Berbagai hasil pertanian yang potensial untuk dikembangkan menjadi
biopolimer adalah jagung, sagu, kacang kedele, kentang, tepung tapioka, ubi
kayu (nabati) dan chitin dari kulit udang (hewani) dan lain sebagainya.
Kekayaan akan sumber bahan dasar seperti tersebut di atas, justru
sebaliknya menjadi persoalan potensial yang serius pada negara-negara yang
telah maju dan menguasai ilmu dan teknologi kemasan biodegrdable, khususnya
di Jerman.
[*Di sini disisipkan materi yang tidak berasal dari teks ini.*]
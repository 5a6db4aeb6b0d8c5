//! Terminal sessions: a child process in a pseudo-terminal feeding an emulator.

use crate::emulator::Emulator;
use crate::{Result, WebtermError};
use portable_pty::{native_pty_system, Child as PtyChild, CommandBuilder, MasterPty, PtySize};
use std::io::{ErrorKind, Read, Write};
use std::path::PathBuf;
use std::sync::mpsc::{self, Receiver, Sender, TryRecvError};
use std::time::{Duration, Instant};
use tracing::{debug, error, info, trace, warn};
use webterm_types::{Cursor, Line, Screen, TerminalSettings};

/// Minimum delay between relaunch attempts after a failed restart.
pub const RELAUNCH_BACKOFF: Duration = Duration::from_secs(1);

/// Receives the screen updates produced by one `Terminal::process` call.
pub trait ScreenObserver {
    fn line_changed(&mut self, line_number: u32, line: Line);
    fn cursor_moved(&mut self, cursor: Cursor);
}

/// The capability the coordinator drives: a screen that changes as a child
/// process writes to it, and that accepts keyboard input.
pub trait Terminal: Send {
    /// Launch the child. Fails with `AlreadyRunning` if it is running.
    fn start(&mut self) -> Result<()>;

    /// Drain pending output without blocking and report changed lines, then
    /// the cursor if any output was consumed. On end of stream the session is
    /// ended instead and no lines are guaranteed to be reported.
    fn process(&mut self, observer: &mut dyn ScreenObserver) -> Result<()>;

    /// Stop the child. Relaunches it when configured to restart.
    fn end(&mut self);

    /// Write raw bytes to the child.
    fn input_bytes(&mut self, bytes: &[u8]) -> Result<()>;

    fn keypress(&mut self, code: u8) -> Result<()> {
        self.input_bytes(&[code])
    }

    fn screen(&self) -> Screen;

    fn settings(&self) -> TerminalSettings;

    fn is_running(&self) -> bool;
}

/// What to run and how big the screen is.
#[derive(Debug, Clone)]
pub struct TerminalOptions {
    pub command: String,
    pub args: Vec<String>,
    pub working_dir: PathBuf,
    /// Exported to the child as `HOME` when set.
    pub home_dir: Option<PathBuf>,
    pub rows: u16,
    pub cols: u16,
    pub restart: bool,
}

impl Default for TerminalOptions {
    fn default() -> Self {
        Self {
            command: "/bin/sh".to_string(),
            args: Vec::new(),
            working_dir: PathBuf::from("."),
            home_dir: None,
            rows: 30,
            cols: 80,
            restart: true,
        }
    }
}

enum Output {
    Data(Vec<u8>),
    Eof,
}

/// Handles for one launch of the child.
struct Launch {
    master: Box<dyn MasterPty + Send>,
    writer: Box<dyn Write + Send>,
    child: Box<dyn PtyChild + Send + Sync>,
    output: Receiver<Output>,
}

impl Launch {
    fn shutdown(mut self) {
        let pid = self.child.process_id();
        if let Err(e) = self.child.kill() {
            debug!(target: "webterm::pty", "Kill of pid {:?} failed (likely already exited): {}", pid, e);
        }
        match self.child.wait() {
            Ok(status) => debug!(target: "webterm::pty", "Child {:?} reaped: {:?}", pid, status),
            Err(e) => warn!(target: "webterm::pty", "Failed to reap child {:?}: {}", pid, e),
        }
        // Dropping the master closes the pty; the reader thread sees EOF and exits.
        drop(self.writer);
        drop(self.master);
    }
}

enum State {
    Stopped { retry_at: Option<Instant> },
    Running(Launch),
}

/// A child process running in a pseudo-terminal, with its screen emulated.
pub struct TerminalSession {
    options: TerminalOptions,
    emulator: Emulator,
    state: State,
    launches: u64,
}

impl TerminalSession {
    pub fn new(options: TerminalOptions) -> Self {
        let emulator = Emulator::new(options.rows, options.cols);
        Self {
            options,
            emulator,
            state: State::Stopped { retry_at: None },
            launches: 0,
        }
    }

    pub fn options(&self) -> &TerminalOptions {
        &self.options
    }

    /// Number of successful launches, restarts included.
    pub fn launches(&self) -> u64 {
        self.launches
    }

    fn launch(&mut self) -> Result<()> {
        let opts = &self.options;
        info!(
            target: "webterm::pty",
            "Launching {} {:?} in {:?} ({}x{})",
            opts.command, opts.args, opts.working_dir, opts.cols, opts.rows
        );

        let pair = native_pty_system()
            .openpty(PtySize {
                rows: opts.rows,
                cols: opts.cols,
                pixel_width: 0,
                pixel_height: 0,
            })
            .map_err(|e| WebtermError::PtyError(e.to_string()))?;

        #[cfg(unix)]
        disable_echo(&*pair.master)?;

        let mut cmd = CommandBuilder::new(&opts.command);
        cmd.args(&opts.args);
        cmd.cwd(&opts.working_dir);
        cmd.env("TERM", "xterm");
        if let Some(home) = &opts.home_dir {
            cmd.env("HOME", home);
        }

        let child = pair.slave.spawn_command(cmd).map_err(|e| {
            error!(target: "webterm::pty", "Failed to spawn {}: {}", opts.command, e);
            WebtermError::ProcessSpawnFailed(format!("{}: {}", opts.command, e))
        })?;
        // Only the child may hold the slave, otherwise EOF never arrives.
        drop(pair.slave);

        let reader = pair
            .master
            .try_clone_reader()
            .map_err(|e| WebtermError::PtyError(e.to_string()))?;
        let writer = pair
            .master
            .take_writer()
            .map_err(|e| WebtermError::PtyError(e.to_string()))?;

        let (tx, output) = mpsc::channel();
        std::thread::Builder::new()
            .name("webterm-pty-reader".to_string())
            .spawn(move || read_output(reader, tx))?;

        self.emulator = Emulator::new(opts.rows, opts.cols);
        self.state = State::Running(Launch {
            master: pair.master,
            writer,
            child,
            output,
        });
        self.launches += 1;
        Ok(())
    }

    fn relaunch(&mut self) {
        match self.launch() {
            Ok(()) => info!(target: "webterm::pty", "Terminal restarted (launch #{})", self.launches),
            Err(e) => {
                warn!(target: "webterm::pty", "Restart failed, retrying in {:?}: {}", RELAUNCH_BACKOFF, e);
                self.state = State::Stopped {
                    retry_at: Some(Instant::now() + RELAUNCH_BACKOFF),
                };
            }
        }
    }

    fn write_all(&mut self, mut bytes: &[u8]) -> Result<bool> {
        let State::Running(launch) = &mut self.state else {
            return Err(WebtermError::NotRunning);
        };
        while !bytes.is_empty() {
            match launch.writer.write(bytes) {
                Ok(0) => return Ok(false),
                Ok(n) => bytes = &bytes[n..],
                Err(e) if e.kind() == ErrorKind::Interrupted => continue,
                Err(e) => {
                    debug!(target: "webterm::pty", "Write to pty failed: {}", e);
                    return Ok(false);
                }
            }
        }
        Ok(launch.writer.flush().is_ok())
    }
}

impl Terminal for TerminalSession {
    fn start(&mut self) -> Result<()> {
        if self.is_running() {
            return Err(WebtermError::AlreadyRunning);
        }
        self.launch()
    }

    fn process(&mut self, observer: &mut dyn ScreenObserver) -> Result<()> {
        if let State::Stopped { retry_at } = self.state {
            match retry_at {
                Some(at) if self.options.restart => {
                    if Instant::now() < at {
                        return Ok(());
                    }
                    self.relaunch();
                    if !self.is_running() {
                        return Ok(());
                    }
                }
                _ => return Err(WebtermError::NotRunning),
            }
        }

        let State::Running(launch) = &mut self.state else {
            return Err(WebtermError::NotRunning);
        };

        let mut consumed = false;
        let mut eof = false;
        loop {
            match launch.output.try_recv() {
                Ok(Output::Data(bytes)) => {
                    trace!(target: "webterm::pty", "Feeding {} bytes", bytes.len());
                    self.emulator.feed(&bytes);
                    consumed = true;
                }
                Ok(Output::Eof) | Err(TryRecvError::Disconnected) => {
                    eof = true;
                    break;
                }
                Err(TryRecvError::Empty) => break,
            }
        }

        if !eof && !consumed {
            match launch.child.try_wait() {
                Ok(Some(status)) => {
                    debug!(target: "webterm::pty", "Child exited: {:?}", status);
                    eof = true;
                }
                Ok(None) => {}
                Err(e) => warn!(target: "webterm::pty", "Failed to poll child: {}", e),
            }
        }

        if eof {
            info!(target: "webterm::pty", "Child output ended");
            self.end();
            return Ok(());
        }

        let replies = self.emulator.take_replies();
        if !replies.is_empty() && !self.write_all(&replies)? {
            self.end();
            return Ok(());
        }

        for (row, line) in self.emulator.take_changed_lines() {
            observer.line_changed(row as u32, line);
        }
        if consumed {
            observer.cursor_moved(self.emulator.cursor());
        }
        Ok(())
    }

    fn end(&mut self) {
        let previous = std::mem::replace(&mut self.state, State::Stopped { retry_at: None });
        let State::Running(launch) = previous else {
            self.state = previous;
            return;
        };
        launch.shutdown();
        info!(target: "webterm::pty", "Terminal session ended");

        if self.options.restart {
            self.relaunch();
        }
    }

    fn input_bytes(&mut self, bytes: &[u8]) -> Result<()> {
        if !self.write_all(bytes)? {
            warn!(target: "webterm::pty", "Child stopped accepting input");
            self.end();
        }
        Ok(())
    }

    fn screen(&self) -> Screen {
        self.emulator.screen()
    }

    fn settings(&self) -> TerminalSettings {
        TerminalSettings {
            rows: self.options.rows,
            cols: self.options.cols,
        }
    }

    fn is_running(&self) -> bool {
        matches!(self.state, State::Running(_))
    }
}

impl Drop for TerminalSession {
    fn drop(&mut self) {
        let previous = std::mem::replace(&mut self.state, State::Stopped { retry_at: None });
        if let State::Running(launch) = previous {
            launch.shutdown();
        }
    }
}

/// Blocking reader loop; runs on its own thread for the life of one launch.
fn read_output(mut reader: Box<dyn Read + Send>, tx: Sender<Output>) {
    let mut buf = [0u8; 4096];
    loop {
        match reader.read(&mut buf) {
            Ok(0) => break,
            Ok(n) => {
                if tx.send(Output::Data(buf[..n].to_vec())).is_err() {
                    return;
                }
            }
            Err(e) if e.kind() == ErrorKind::Interrupted => continue,
            Err(e) => {
                // Linux reports EIO once the child side is gone.
                debug!(target: "webterm::pty", "PTY read ended: {}", e);
                break;
            }
        }
    }
    let _ = tx.send(Output::Eof);
}

#[cfg(unix)]
fn disable_echo(master: &dyn MasterPty) -> Result<()> {
    let Some(fd) = master.as_raw_fd() else {
        return Ok(());
    };
    // SAFETY: `fd` is the open master descriptor owned by `master`, and the
    // termios struct is fully initialised by tcgetattr before use.
    unsafe {
        let mut termios: libc::termios = std::mem::zeroed();
        if libc::tcgetattr(fd, &mut termios) != 0 {
            return Err(std::io::Error::last_os_error().into());
        }
        termios.c_lflag &= !libc::ECHO;
        if libc::tcsetattr(fd, libc::TCSANOW, &termios) != 0 {
            return Err(std::io::Error::last_os_error().into());
        }
    }
    Ok(())
}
Negara tersebut dengan penguasaan IPTEK yang tinggi bidang
teknologi kemasan, merasa khawatir kekurangan sumber bahan dasar (raw
materials) dan akan menjadi sangat tergantung pada negara yang kaya akan
sumber daya alam.

V. KESIMPULAN
Teknologi kemasan plastik biodegradable adalah salah satu upaya yang
dilakukan untuk keluar dari permasalahan penggunaan kemasan plastik yang nonbiodegradable, berkurangnya cadangan minyak bumi, kesadaran dan kepedulian
terhadap lingkungan lestari serta resiko kesehatan.
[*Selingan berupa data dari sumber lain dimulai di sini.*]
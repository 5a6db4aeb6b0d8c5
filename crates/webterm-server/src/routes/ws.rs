//! WebSocket route handler.

use crate::state::AppState;
use crate::websocket::handle_websocket;
use axum::{
    extract::{
        ws::{WebSocket, WebSocketUpgrade},
        State,
    },
    response::Response,
};
use std::sync::Arc;

pub async fn upgrade(State(state): State<Arc<AppState>>, ws: WebSocketUpgrade) -> Response {
    ws.on_upgrade(move |socket| handle_connection(socket, state))
}

async fn handle_connection(socket: WebSocket, state: Arc<AppState>) {
    if let Err(e) = handle_websocket(socket, state).await {
        tracing::error!(target: "webterm::ws", "WebSocket error: {}", e);
    }
}
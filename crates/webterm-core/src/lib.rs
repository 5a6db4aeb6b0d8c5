//! Shared terminal engine: pty session, screen emulation, change log and the
//! coordinator that multiplexes one terminal across many clients.

mod change_log;
mod chat;
mod coordinator;
mod emulator;
mod error;
mod rank;
mod subscriber;
mod terminal;

pub use change_log::{latest_per_line, ChangeLog, DEFAULT_MAX_CHANGES};
pub use chat::{Greeting, Room, ASK_RANK, FREE_RANK, GRAB_RANK};
pub use coordinator::{CoordinatorOptions, SessionCoordinator, DEFAULT_POLL_INTERVAL};
pub use emulator::Emulator;
pub use error::WebtermError;
pub use rank::{RankLookup, StaticRanks};
pub use subscriber::{Subscriber, Subscribers};
pub use terminal::{ScreenObserver, Terminal, TerminalOptions, TerminalSession, RELAUNCH_BACKOFF};

/// Result type for webterm operations.
pub type Result<T> = std::result::Result<T, WebtermError>;
//! Rank lookup used to gate arbitration commands.

use std::collections::HashMap;

/// Maps a client identity to its rank. Higher ranks may override lower ones.
pub trait RankLookup: Send + Sync {
    fn rank(&self, identity: &str) -> i64;
}

/// A fixed table of ranks with a fallback for everyone else.
#[derive(Debug, Clone, Default)]
pub struct StaticRanks {
    default_rank: i64,
    ranks: HashMap<String, i64>,
}

impl StaticRanks {
    pub fn new(default_rank: i64, ranks: HashMap<String, i64>) -> Self {
        Self { default_rank, ranks }
    }

    pub fn with_default(default_rank: i64) -> Self {
        Self::new(default_rank, HashMap::new())
    }

    pub fn set(&mut self, identity: impl Into<String>, rank: i64) {
        self.ranks.insert(identity.into(), rank);
    }
}

impl RankLookup for StaticRanks {
    fn rank(&self, identity: &str) -> i64 {
        self.ranks.get(identity).copied().unwrap_or(self.default_rank)
    }
}
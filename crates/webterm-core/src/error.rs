//! Error types for the webterm core.

use thiserror::Error;

#[derive(Error, Debug)]
pub enum WebtermError {
    #[error("Terminal session already running")]
    AlreadyRunning,

    #[error("Terminal session closed or never opened")]
    NotRunning,

    #[error("unrecognized request: {0}")]
    UnrecognizedRequest(String),

    #[error("You are not the current arbiter.")]
    NotArbiter,

    #[error("Process spawn failed: {0}")]
    ProcessSpawnFailed(String),

    #[error("PTY error: {0}")]
    PtyError(String),

    #[error("Protocol error: {0}")]
    Protocol(#[from] webterm_types::ProtocolError),

    #[error("IO error: {0}")]
    IoError(#[from] std::io::Error),
}
//! Webterm server library: HTTP/WebSocket transport, configuration and
//! logging around the shared terminal. Split from main.rs for integration tests.

pub mod config;
pub mod logging;
pub mod routes;
pub mod state;
pub mod websocket;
Negara-negara maju seperti Jerman, Prancis, Swiss, Jepang, Amerika
Serikat dan Inggris telah mengembangkan berbagai jenis kemasan biodegradable
untuk kemasan produk farmasi, kosmetik dan pangan. Produk tersebut
berkembang oleh dukungan tersedianya dana riset dan penguasaan teknologi
proses yang baik. Namun demikian, pengembangan teknologi kemasan
bioegradable masih menghadapi kendala harga yang mahal dan penggunaanya
yang terbatas. Berbagai cara telah dilakukan yakni memperbaiki proses produksi,
mencari bahan biopolimer lain dan perbaikan sifat-sifat fisik kemasan.
Indonesia sebagai negara yang kaya sumber daya alam (hasil pertanian),

potensial menghasilkan berbagai bahan biopolimer, sehingga teknologi kemasan


plastik biodegradable mempunyai prospek yang baik.